7) Net income after payment of taxes and expenses.

This schedule provides an eye-opening, reality based view of each party’s income situation. Equitability is built into the schedule review, since it allows each party to see what both have left before and after their respective desired living expenses are paid. Vast differences in discretionary income are a compelling reason to narrow the gap, and living expenses that result in little or negative cash flow speak to a more realistic spending level.  As important, the facts speak for themselves in such a schedule and serve as a strong incentive for the parties to work together for an equitable solution to the amount of spousal maintenance paid.


Mediating The Property Settlement – Disclosure Of Assets

The role of the mediator in the divorce setting is multi-faceted. Legal information, counseling abilities and mediation skills are called on to support a mutually satisfactory settlement of the divorce issues.
One of the most important aspects of the mediator’s role is to ensure that clients are fully informed of the issues that are relevant and the options that are available before settlement decisions are made. This is especially important in the areas of asset disclosure.
In helping inventory a divorcing couple’s assets, the mediator must not only aid in their identification and valuation but also must be assured that all assets of the marital community have been fully disclosed. The use of effective methods of disclosure in mediation is crucial, since the normal discovery process used in the adversary system is rarely (though can be) used in the mediated divorce.
Prior to engaging in the mediation process, the parties have agreed in writing that they will provide a complete accounting of their assets by submitting financial statements, tax returns, bank statements, pension statements and inventories of real and personal property. They are also required to warrant in the final agreement that full disclosure has been made of all assets and obligations and a subsequent discovery of a failure to disclose will result in sanctions.
In addition to knowing how to evaluate financial documents, for example, matching a net worth statement with the information on a tax return, the mediator must listen with a “third ear” when disclosure of assets is discussed. Mediation is a personal and revealing process, and it is likely that people who are attempting to conceal or evade will communicate their actions in some way.

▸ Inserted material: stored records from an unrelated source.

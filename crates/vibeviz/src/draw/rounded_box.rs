//! Filled rounded-rectangle drawable used for layer boxes and panels.

use svg::node::element as svg_element;

use crate::{
    color::Color,
    draw::{Drawable, Stroke},
    geometry::{Point, Size},
};

/// A rectangle with optional translucent fill, a solid outline, and
/// optionally rounded corners. The render position is the box center.
#[derive(Debug, Clone)]
pub struct RoundedBox {
    size: Size,
    fill: Option<Color>,
    stroke: Stroke,
    corner_radius: f32,
}

impl RoundedBox {
    /// Creates a box of the given pixel size with no fill, a default
    /// outline, and square corners.
    pub fn new(size: Size) -> Self {
        Self {
            size,
            fill: None,
            stroke: Stroke::new(Color::default(), 1.0),
            corner_radius: 0.0,
        }
    }

    /// Sets the fill color (builder style).
    pub fn with_fill(mut self, fill: Color) -> Self {
        self.fill = Some(fill);
        self
    }

    /// Sets the outline stroke (builder style).
    pub fn with_stroke(mut self, stroke: Stroke) -> Self {
        self.stroke = stroke;
        self
    }

    /// Sets the corner radius in pixels (builder style).
    pub fn with_corner_radius(mut self, radius: f32) -> Self {
        self.corner_radius = radius;
        self
    }

    /// Returns the pixel size of this box.
    pub fn size(&self) -> Size {
        self.size
    }
}

impl Drawable for RoundedBox {
    fn render_to_svg(&self, position: Point) -> Box<dyn svg::Node> {
        // Position is the center of the box; the rect element wants the
        // top-left corner.
        let bounds = position.to_bounds(self.size);

        let mut rect = svg_element::Rectangle::new()
            .set("x", bounds.min_x())
            .set("y", bounds.min_y())
            .set("width", self.size.width())
            .set("height", self.size.height())
            .set("stroke", self.stroke.color().to_string())
            .set("stroke-width", self.stroke.width());

        if self.corner_radius > 0.0 {
            rect = rect.set("rx", self.corner_radius);
        }

        match self.fill {
            Some(fill) => {
                rect = rect
                    .set("fill", fill.to_string())
                    .set("fill-opacity", fill.alpha());
            }
            None => {
                rect = rect.set("fill", "none");
            }
        }

        rect.into()
    }
}

#[cfg(test)]
mod tests {
    use super::*;

    fn render_to_string(drawable: &dyn Drawable, position: Point) -> String {
        let group = svg_element::Group::new().add(drawable.render_to_svg(position));
        group.to_string()
    }

    #[test]
    fn test_box_renders_centered_rect() {
        let layer = RoundedBox::new(Size::new(100.0, 40.0));
        let rendered = render_to_string(&layer, Point::new(60.0, 30.0));

        assert!(rendered.contains("<rect"));
        assert!(rendered.contains(r#"x="10""#));
        assert!(rendered.contains(r#"y="10""#));
        assert!(rendered.contains(r#"width="100""#));
        assert!(rendered.contains(r#"height="40""#));
    }

    #[test]
    fn test_box_without_fill_renders_none() {
        let panel = RoundedBox::new(Size::new(10.0, 10.0));
        let rendered = render_to_string(&panel, Point::default());

        assert!(rendered.contains(r#"fill="none""#));
        assert!(!rendered.contains("fill-opacity"));
    }

    #[test]
    fn test_box_fill_carries_opacity() {
        let fill = Color::new("#2ecc71").unwrap().with_alpha(0.7);
        let layer = RoundedBox::new(Size::new(10.0, 10.0)).with_fill(fill);
        let rendered = render_to_string(&layer, Point::default());

        assert!(rendered.contains("fill-opacity"));
        assert!(rendered.contains("0.7"));
    }

    #[test]
    fn test_box_corner_radius_only_when_rounded() {
        let square = RoundedBox::new(Size::new(10.0, 10.0));
        assert!(!render_to_string(&square, Point::default()).contains("rx="));

        let rounded = RoundedBox::new(Size::new(10.0, 10.0)).with_corner_radius(7.2);
        assert!(render_to_string(&rounded, Point::default()).contains(r#"rx="7.2""#));
    }
}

The suspicions of a mediator with regard to lack of candor often are triggered by such clues as vague and contradictory answers and information, eye and body language that does not match verbal communications, or, frequently the suspicions of the spouse.
In addition to eliciting information in a non-judgmental way, a divorce mediator’s referral network becomes an important resource is uncovering assets. This network would include an accountant, financial professional, pension expert, in fact any professional who can assist in examining financial documents to make sure things add up or are appropriately valued by the spouse(s). Suggesting a referral to a professional is often sufficient for a party to be forthright. And, the findings of the expert will usually reveal hidden information, whether deliberate or inadvertent.
An important part of divorce mediation is that agreement has been reached prior to the onset of the process that the parties will fully disclose and fully cooperate in all assets of the mediated settlement profess. This agreement is a prerequisite for the parties continuing in mediation. If non-cooperation of any sort persists, including failure to fully disclose assets, a mediation impasse is called by the mediator, and the process will not resume until the issue is resolved. Fortunately, in mediation there is a self-screening process. Rarely does the individual enter mediation to get away with anything. Most often it is to settle differences cooperatively and peacefully and keep the family, especially the family with children, in good communication with each other.